Description of problem: Command-line tool, dfsadmin -report, returns no data. Report data is available from NameNode web interface. Version-Release number of selected component (if applicable): # rpm -qa gluster\* org.apache.hadoop\* glusterfs-3.4.0qa6-1.el6rhs.x86_64 glusterfs-fuse-3.4.0qa6-1.el6rhs.x86_64 org.apache.hadoop.fs.glusterfs-glusterfs-0.20.2_0.2-1.noarch glusterfs-server-3.4.0qa6-1.el6rhs.x86_64 http://www.eng.lsu.edu/mirrors/apache/hadoop/common/stable/hadoop-1.0.4-bin.tar.gz How reproducible: 100% Steps to Reproduce: 1. Install and setup via https://access.redhat.com/knowledge/articles/264053 Actual results: [root@head hadoop-1.0.4]# ./bin/hadoop dfsadmin -report Initializing GlusterFS Expected results: Either access denied, e.g. report: org.apache.hadoop.security.AccessControlException: Access denied for user test. Superuser privilege is required or a report, e.g. Configured Capacity: 211378749436 (196.86 GB) Present Capacity: 184489046016 (171.82 GB) DFS Remaining: 171123924992 (159.37 GB) DFS Used: 13365121024 (12.45 GB) DFS Used%: 7.24% Under replicated blocks: 0 Blocks with corrupt replicas: 0 Missing blocks: 0 ------------------------------------------------- Datanodes available: 4 (4 total, 0 dead) ...
Per Feb-13 bug triage meeting, reassigning to swatt.
Assigning to Jay
Are we sure this is a bug in gluster-fs hadoop plugin? GlusterFS Hadoop plugin *does not* replace the hadoop org.apache.hadoop.DistributedFileSystem, but rather, implements a FileSystem class of its own (GlusterFileSystem). Meanwhile - the DFS admin is supposed to be specific to DistributedFileSystem instances - this is enforced statically in the code, i.e. . https://svn.apache.org/repos/asf/hadoop/common/branches/branch-0.20/src/hdfs/org/apache/hadoop/hdfs/tools/DFSAdmin.java /** * An abstract class for the execution of a file system command */ abstract private static class DFSAdminCommand extends Command { final DistributedFileSystem dfs; /** Constructor */ public DFSAdminCommand(FileSystem fs) { super(fs.getConf()); if (!(fs instanceof DistributedFileSystem)) { throw new IllegalArgumentException("FileSystem " + fs.getUri() + " is not a distributed file system"); } this.dfs = (DistributedFileSystem)fs; } }
Actually, at further glance - the report() function does nothing when run against a non "DistributedFileSystem". Where we define DistributedFileSystem as a file system which is an instance of class org.apache.hadoop.hdfs.DistributedFileSystem; SUGGESTION: This should be filed as a JIRA to the apache hadoop folks (i.e. to remove the hardcoded dependency on g.apache.hadoop.hdfs.DistributedFileSystem) ? Currently - the DFSADmin class does seem to be pluggable.
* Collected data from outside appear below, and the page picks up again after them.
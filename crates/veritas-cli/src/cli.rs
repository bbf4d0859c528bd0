//! CLI command definitions and argument parsing.

use clap::{Parser, Subcommand};

/// Veritas CLI - Ask the Veritas evaluation service questions.
#[derive(Debug, Parser)]
#[command(name = "veritas")]
#[command(version, about, long_about = None)]
pub struct Cli {
    /// Output format
    #[arg(short, long, value_enum, global = true)]
    pub format: Option<CliFormat>,

    /// Disable colored output
    #[arg(long, global = true)]
    pub no_color: bool,

    /// Evaluation service base URL (overrides the active profile)
    #[arg(short, long, global = true, env = "VERITAS_SERVICE_URL")]
    pub url: Option<String>,

    /// Profile to use
    #[arg(short, long, global = true)]
    pub profile: Option<String>,

    #[command(subcommand)]
    pub command: Option<Command>,
}

/// Output format options.
#[derive(Debug, Clone, Copy, clap::ValueEnum)]
pub enum CliFormat {
    /// Human-readable format (default)
    Table,
    /// JSON format
    Json,
}

/// CLI commands.
#[derive(Debug, Subcommand)]
pub enum Command {
    /// Evaluate a single question
    Ask(AskArgs),

    /// Start an interactive chat session
    Chat,

    /// Check that the evaluation service is up
    Health,

    /// Manage configuration profiles
    Profile(ProfileArgs),
}

/// Arguments for the ask command.
#[derive(Debug, Parser)]
pub struct AskArgs {
    /// Question text; multiple words are joined with spaces
    #[arg(required = true, num_args = 1..)]
    pub question: Vec<String>,
}

impl AskArgs {
    /// The question as a single string
    pub fn text(&self) -> String {
        self.question.join(" ")
    }
}

/// Arguments for profile management.
#[derive(Debug, Parser)]
pub struct ProfileArgs {
    #[command(subcommand)]
    pub action: ProfileAction,
}

/// Profile management actions.
#[derive(Debug, Subcommand)]
pub enum ProfileAction {
    /// List all profiles
    List,

    /// Show active profile
    Show,

    /// Switch to a different profile
    Switch {
        /// Profile name
        name: String,
    },

    /// Create or update a profile
    Set {
        /// Profile name
        name: String,
        /// Evaluation service base URL
        #[arg(short, long)]
        url: String,
    },

    /// Delete a profile
    Delete {
        /// Profile name
        name: String,
    },
}

impl From<CliFormat> for crate::config::OutputFormat {
    fn from(format: CliFormat) -> Self {
        match format {
            CliFormat::Table => crate::config::OutputFormat::Table,
            CliFormat::Json => crate::config::OutputFormat::Json,
        }
    }
}
//! Veritas HTTP client implementation.

use crate::error::SdkError;
use serde::Deserialize;
use veritas_domain::{EvaluationRequest, EvaluationResponse};

/// Health information reported by the service
#[derive(Debug, Clone, Deserialize)]
pub struct HealthStatus {
    /// Liveness status
    pub status: String,
    /// Service version
    pub version: String,
}

/// Error body returned by the service
#[derive(Debug, Deserialize)]
struct ErrorBody {
    error: String,
}

/// Veritas SDK client
#[derive(Debug, Clone)]
pub struct VeritasClient {
    base_url: String,
    http: reqwest::Client,
}

impl VeritasClient {
    /// Create a client for the service at `base_url`
    pub fn new(base_url: &str) -> Self {
        Self {
            base_url: base_url.trim_end_matches('/').to_string(),
            http: reqwest::Client::new(),
        }
    }

    /// Base URL without trailing slash
    pub fn base_url(&self) -> &str {
        &self.base_url
    }

    /// Submit a question for evaluation
    pub async fn evaluate(&self, question: &str) -> Result<EvaluationResponse, SdkError> {
        let url = format!("{}/api/evaluate", self.base_url);

        let response = self
            .http
            .post(&url)
            .json(&EvaluationRequest::new(question))
            .send()
            .await?;

        let response = check_status(response).await?;
        Ok(response.json().await?)
    }

    /// Query the service health endpoint
    pub async fn health(&self) -> Result<HealthStatus, SdkError> {
        let url = format!("{}/health", self.base_url);

        let response = self.http.get(&url).send().await?;
        let response = check_status(response).await?;
        Ok(response.json().await?)
    }
}

/// Turn non-2xx responses into `SdkError::Service`
async fn check_status(response: reqwest::Response) -> Result<reqwest::Response, SdkError> {
    if response.status().is_success() {
        return Ok(response);
    }

    let status = response.status().as_u16();
    let text = response
        .text()
        .await
        .unwrap_or_else(|_| "Unknown error".to_string());

    Err(SdkError::Service {
        status,
        message: error_message(&text),
    })
}

/// Extract the `error` field of a JSON error body, falling back to the raw text
fn error_message(body: &str) -> String {
    serde_json::from_str::<ErrorBody>(body)
        .map(|b| b.error)
        .unwrap_or_else(|_| body.to_string())
}
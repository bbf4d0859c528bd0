//! Command implementations.

pub mod ask;
pub mod health;
pub mod profile;

pub use self::ask::execute_ask;
pub use self::health::execute_health;
pub use self::profile::execute_profile;
//! Content hash - a placeholder fingerprint of the question text
//!
//! This is a 32-bit rolling polynomial hash widened to 64 hex characters.
//! It is NOT cryptographic and collisions are expected; treat it as a display
//! token, never as a content-integrity guarantee.

use std::fmt;

/// Number of hex characters in a rendered content hash
pub const CONTENT_HASH_LEN: usize = 64;

/// A 64-character lowercase hexadecimal content hash
#[derive(Debug, Clone, PartialEq, Eq, Hash)]
pub struct ContentHash(String);

impl ContentHash {
    /// Borrow the hex string
    pub fn as_str(&self) -> &str {
        &self.0
    }

    /// Consume the hash and return the hex string
    pub fn into_string(self) -> String {
        self.0
    }
}

impl fmt::Display for ContentHash {
    fn fmt(&self, f: &mut fmt::Formatter<'_>) -> fmt::Result {
        f.write_str(&self.0)
    }
}

/// Hash `input` with `h = h * 31 + c` over its UTF-16 code units
///
/// Arithmetic wraps at 32 bits; the absolute value of the final signed
/// result is rendered as zero-padded lowercase hex.
///
/// # Examples
///
/// ```
/// use veritas_domain::content_hash;
///
/// let hash = content_hash("ab");
/// assert_eq!(hash.as_str().len(), 64);
/// assert!(hash.as_str().ends_with("c21"));
/// ```
pub fn content_hash(input: &str) -> ContentHash {
    let hash = input.encode_utf16().fold(0i32, |hash, unit| {
        hash.wrapping_shl(5)
            .wrapping_sub(hash)
            .wrapping_add(i32::from(unit))
    });

    // Widen before taking the absolute value so i32::MIN stays positive.
    ContentHash(format!(
        "{:0width$x}",
        i64::from(hash).unsigned_abs(),
        width = CONTENT_HASH_LEN
    ))
}

#[cfg(test)]
mod tests {
    use super::*;

    #[test]
    fn test_empty_input() {
        assert_eq!(content_hash("").as_str(), "0".repeat(64));
    }

    #[test]
    fn test_known_values() {
        assert!(content_hash("a").as_str().ends_with("61"));
        // 97 * 31 + 98 = 3105 = 0xc21
        assert_eq!(
            content_hash("ab").as_str().trim_start_matches('0'),
            "c21"
        );
    }

    #[test]
    fn test_negative_hash_uses_absolute_value() {
        // Long enough to overflow 32 bits several times
        let hash = content_hash("Is Berlin the capital of Germany?");
        let value = u64::from_str_radix(hash.as_str(), 16).unwrap();
        assert!(value <= 1 << 31);
    }

    #[test]
    fn test_utf16_code_units() {
        // U+1F600 is a surrogate pair: two code units, not one char
        let emoji = content_hash("\u{1F600}");
        let expected = 0xD83Di64 * 31 + 0xDE00;
        assert_eq!(
            u64::from_str_radix(emoji.as_str(), 16).unwrap(),
            expected as u64
        );
    }
}
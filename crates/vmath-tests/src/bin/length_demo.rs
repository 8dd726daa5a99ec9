use vmath_core::Vec3;

fn main() {
    let a = Vec3::new(1.0, 2.0, 0.0);
    let b = Vec3::new(-3.0, 5.0, 0.0);
    let c = a + b;

    println!("{} ||  {} || {}", a.length(), b.length(), c.length());
}
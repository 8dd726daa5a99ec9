//! Lerp command - linear blend between two vectors

use crate::{
    LerpArgs,
    commands::{VectorPair, parse_pair},
};
use anyhow::Result;
#[allow(unused_imports)]
use tracing::{debug, info, trace};

pub fn run(args: LerpArgs, delimiter: char) -> Result<()> {
    debug!("blend factor t = {}", args.t);

    match parse_pair(&args.a, &args.b, delimiter)? {
        VectorPair::V2(a, b) => println!("{}", a.lerp(b, args.t)),
        VectorPair::V3(a, b) => println!("{}", a.lerp(b, args.t)),
    }

    Ok(())
}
Marking as low since this may not be a "real" bug. We have to determine the correct behaviour for hadoop dfs calls when running on gluster.
Related - https://issues.apache.org/jira/browse/HDFS-4837 A service could exist for HCFS Gluster that implements some NameNode APIs used by various tools, such as dfsadmin or even the web ui.
Per 11/13 bug triage meeting, re-assigning to bchilds.
because of the large number of bugs filed against mainline version\ is ambiguous and about to be removed as a choice. If you believe this is still a bug, please change the status back to NEW and choose the appropriate, applicable version for it.